Content starts
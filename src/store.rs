//! Flat-file subscriber list
//!
//! The whole list lives in one JSON array. Every mutation reads the file,
//! changes the list in memory and writes the file back. There is no
//! locking: two concurrent mutations can lose an update, the last writer
//! wins.

use chrono::{DateTime, Duration, Utc};
use serde::{Deserialize, Serialize};
use std::path::{Path, PathBuf};
use thiserror::Error;
use tracing::{debug, info};

/// Window counted as "recent" in [`SubscriberStats`]
pub const RECENT_WINDOW_DAYS: i64 = 7;

#[derive(Debug, Error)]
pub enum StoreError {
    #[error("failed to access {}: {source}", .path.display())]
    Io {
        path: PathBuf,
        #[source]
        source: std::io::Error,
    },
    #[error("malformed subscriber file {}: {source}", .path.display())]
    Json {
        path: PathBuf,
        #[source]
        source: serde_json::Error,
    },
}

/// A chat that opted in to form notifications
#[derive(Debug, Clone, PartialEq, Eq, Serialize, Deserialize)]
#[serde(rename_all = "camelCase")]
pub struct Subscriber {
    pub chat_id: String,
    #[serde(default, skip_serializing_if = "Option::is_none")]
    pub username: Option<String>,
    #[serde(default, skip_serializing_if = "Option::is_none")]
    pub first_name: Option<String>,
    pub subscribed_at: DateTime<Utc>,
}

/// Subscriber data known before the subscription timestamp is assigned
#[derive(Debug, Clone, Default, PartialEq, Eq)]
pub struct NewSubscriber {
    pub chat_id: String,
    pub username: Option<String>,
    pub first_name: Option<String>,
}

impl NewSubscriber {
    pub fn new(chat_id: impl Into<String>) -> Self {
        Self {
            chat_id: chat_id.into(),
            ..Default::default()
        }
    }
}

#[derive(Debug, Clone, Copy, PartialEq, Eq)]
pub enum SubscribeOutcome {
    Added,
    AlreadySubscribed,
}

#[derive(Debug, Clone, Copy, PartialEq, Eq, Serialize)]
pub struct SubscriberStats {
    pub total: usize,
    /// Subscribed within the last [`RECENT_WINDOW_DAYS`] days
    pub recent: usize,
}

impl SubscriberStats {
    pub fn compute(subscribers: &[Subscriber], now: DateTime<Utc>) -> Self {
        let cutoff = now - Duration::days(RECENT_WINDOW_DAYS);
        Self {
            total: subscribers.len(),
            recent: subscribers
                .iter()
                .filter(|s| s.subscribed_at > cutoff)
                .count(),
        }
    }
}

#[derive(Debug, Clone)]
pub struct SubscriberStore {
    path: PathBuf,
}

impl SubscriberStore {
    pub fn new(path: impl Into<PathBuf>) -> Self {
        Self { path: path.into() }
    }

    pub fn path(&self) -> &Path {
        &self.path
    }

    /// Read the full list, creating an empty file first if none exists
    pub async fn load(&self) -> Result<Vec<Subscriber>, StoreError> {
        if !tokio::fs::try_exists(&self.path)
            .await
            .map_err(|e| self.io_error(e))?
        {
            info!(path = %self.path.display(), "Creating empty subscriber file");
            self.save(&[]).await?;
            return Ok(Vec::new());
        }

        let data = tokio::fs::read(&self.path)
            .await
            .map_err(|e| self.io_error(e))?;
        serde_json::from_slice(&data).map_err(|source| StoreError::Json {
            path: self.path.clone(),
            source,
        })
    }

    /// Overwrite the file with the given list
    async fn save(&self, subscribers: &[Subscriber]) -> Result<(), StoreError> {
        let data = serde_json::to_vec_pretty(subscribers).map_err(|source| StoreError::Json {
            path: self.path.clone(),
            source,
        })?;
        tokio::fs::write(&self.path, data)
            .await
            .map_err(|e| self.io_error(e))
    }

    /// Append a subscriber unless the chat id is already present
    pub async fn add(&self, subscriber: NewSubscriber) -> Result<SubscribeOutcome, StoreError> {
        self.add_at(subscriber, Utc::now()).await
    }

    pub async fn add_at(
        &self,
        subscriber: NewSubscriber,
        subscribed_at: DateTime<Utc>,
    ) -> Result<SubscribeOutcome, StoreError> {
        let mut subscribers = self.load().await?;

        if subscribers.iter().any(|s| s.chat_id == subscriber.chat_id) {
            debug!(chat_id = %subscriber.chat_id, "Chat already subscribed");
            return Ok(SubscribeOutcome::AlreadySubscribed);
        }

        subscribers.push(Subscriber {
            chat_id: subscriber.chat_id,
            username: subscriber.username,
            first_name: subscriber.first_name,
            subscribed_at,
        });
        self.save(&subscribers).await?;
        crate::metrics::set_subscriber_count(subscribers.len());

        Ok(SubscribeOutcome::Added)
    }

    /// Remove a chat id; `false` when it was not subscribed
    pub async fn remove(&self, chat_id: &str) -> Result<bool, StoreError> {
        let subscribers = self.load().await?;
        let before = subscribers.len();

        let remaining: Vec<Subscriber> = subscribers
            .into_iter()
            .filter(|s| s.chat_id != chat_id)
            .collect();

        if remaining.len() == before {
            return Ok(false);
        }

        self.save(&remaining).await?;
        crate::metrics::set_subscriber_count(remaining.len());
        Ok(true)
    }

    pub async fn chat_ids(&self) -> Result<Vec<String>, StoreError> {
        Ok(self
            .load()
            .await?
            .into_iter()
            .map(|s| s.chat_id)
            .collect())
    }

    pub async fn stats(&self, now: DateTime<Utc>) -> Result<SubscriberStats, StoreError> {
        let subscribers = self.load().await?;
        Ok(SubscriberStats::compute(&subscribers, now))
    }

    fn io_error(&self, source: std::io::Error) -> StoreError {
        StoreError::Io {
            path: self.path.clone(),
            source,
        }
    }
}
Content ends
**THE PROBLEM**
Transcribe the entries above, every line exactly as it reads.

**EXERCISE SOLUTION**
filename src/store.rs
//! Flat-file subscriber list
//!
//! The whole list lives in one JSON array. Every mutation reads the file,
//! changes the list in memory and writes the file back. There is no
//! locking: two concurrent mutations can lose an update, the last writer
//! wins.

use chrono::{DateTime, Duration, Utc};
use serde::{Deserialize, Serialize};
use std::path::{Path, PathBuf};
use thiserror::Error;
use tracing::{debug, info};

/// Window counted as "recent" in [`SubscriberStats`]
pub const RECENT_WINDOW_DAYS: i64 = 7;

#[derive(Debug, Error)]
pub enum StoreError {
    #[error("failed to access {}: {source}", .path.display())]
    Io {
        path: PathBuf,
        #[source]
        source: std::io::Error,
    },
    #[error("malformed subscriber file {}: {source}", .path.display())]
    Json {
        path: PathBuf,
        #[source]
        source: serde_json::Error,
    },
}

/// A chat that opted in to form notifications
#[derive(Debug, Clone, PartialEq, Eq, Serialize, Deserialize)]
#[serde(rename_all = "camelCase")]
pub struct Subscriber {
    pub chat_id: String,
    #[serde(default, skip_serializing_if = "Option::is_none")]
    pub username: Option<String>,
    #[serde(default, skip_serializing_if = "Option::is_none")]
    pub first_name: Option<String>,
    pub subscribed_at: DateTime<Utc>,
}

/// Subscriber data known before the subscription timestamp is assigned
#[derive(Debug, Clone, Default, PartialEq, Eq)]
pub struct NewSubscriber {
    pub chat_id: String,
    pub username: Option<String>,
    pub first_name: Option<String>,
}

impl NewSubscriber {
    pub fn new(chat_id: impl Into<String>) -> Self {
        Self {
            chat_id: chat_id.into(),
            ..Default::default()
        }
    }
}

#[derive(Debug, Clone, Copy, PartialEq, Eq)]
pub enum SubscribeOutcome {
    Added,
    AlreadySubscribed,
}

#[derive(Debug, Clone, Copy, PartialEq, Eq, Serialize)]
pub struct SubscriberStats {
    pub total: usize,
    /// Subscribed within the last [`RECENT_WINDOW_DAYS`] days
    pub recent: usize,
}

impl SubscriberStats {
    pub fn compute(subscribers: &[Subscriber], now: DateTime<Utc>) -> Self {
        let cutoff = now - Duration::days(RECENT_WINDOW_DAYS);
        Self {
            total: subscribers.len(),
            recent: subscribers
                .iter()
                .filter(|s| s.subscribed_at > cutoff)
                .count(),
        }
    }
}

#[derive(Debug, Clone)]
pub struct SubscriberStore {
    path: PathBuf,
}

impl SubscriberStore {
    pub fn new(path: impl Into<PathBuf>) -> Self {
        Self { path: path.into() }
    }

    pub fn path(&self) -> &Path {
        &self.path
    }

    /// Read the full list, creating an empty file first if none exists
    pub async fn load(&self) -> Result<Vec<Subscriber>, StoreError> {
        if !tokio::fs::try_exists(&self.path)
            .await
            .map_err(|e| self.io_error(e))?
        {
            info!(path = %self.path.display(), "Creating empty subscriber file");
            self.save(&[]).await?;
            return Ok(Vec::new());
        }

        let data = tokio::fs::read(&self.path)
            .await
            .map_err(|e| self.io_error(e))?;
        serde_json::from_slice(&data).map_err(|source| StoreError::Json {
            path: self.path.clone(),
            source,
        })
    }

    /// Overwrite the file with the given list
    async fn save(&self, subscribers: &[Subscriber]) -> Result<(), StoreError> {
        let data = serde_json::to_vec_pretty(subscribers).map_err(|source| StoreError::Json {
            path: self.path.clone(),
            source,
        })?;
        tokio::fs::write(&self.path, data)
            .await
            .map_err(|e| self.io_error(e))
    }

    /// Append a subscriber unless the chat id is already present
    pub async fn add(&self, subscriber: NewSubscriber) -> Result<SubscribeOutcome, StoreError> {
        self.add_at(subscriber, Utc::now()).await
    }

    pub async fn add_at(
        &self,
        subscriber: NewSubscriber,
        subscribed_at: DateTime<Utc>,
    ) -> Result<SubscribeOutcome, StoreError> {
        let mut subscribers = self.load().await?;

        if subscribers.iter().any(|s| s.chat_id == subscriber.chat_id) {
            debug!(chat_id = %subscriber.chat_id, "Chat already subscribed");
            return Ok(SubscribeOutcome::AlreadySubscribed);
        }

        subscribers.push(Subscriber {
            chat_id: subscriber.chat_id,
            username: subscriber.username,
            first_name: subscriber.first_name,
            subscribed_at,
        });
        self.save(&subscribers).await?;
        crate::metrics::set_subscriber_count(subscribers.len());

        Ok(SubscribeOutcome::Added)
    }

    /// Remove a chat id; `false` when it was not subscribed
    pub async fn remove(&self, chat_id: &str) -> Result<bool, StoreError> {
        let subscribers = self.load().await?;
        let before = subscribers.len();

        let remaining: Vec<Subscriber> = subscribers
            .into_iter()
            .filter(|s| s.chat_id != chat_id)
            .collect();

        if remaining.len() == before {
            return Ok(false);
        }

        self.save(&remaining).await?;
        crate::metrics::set_subscriber_count(remaining.len());
        Ok(true)
    }

    pub async fn chat_ids(&self) -> Result<Vec<String>, StoreError> {
        Ok(self
            .load()
            .await?
            .into_iter()
            .map(|s| s.chat_id)
            .collect())
    }

    pub async fn stats(&self, now: DateTime<Utc>) -> Result<SubscriberStats, StoreError> {
        let subscribers = self.load().await?;
        Ok(SubscriberStats::compute(&subscribers, now))
    }

    fn io_error(&self, source: std::io::Error) -> StoreError {
        StoreError::Io {
            path: self.path.clone(),
            source,
        }
    }
}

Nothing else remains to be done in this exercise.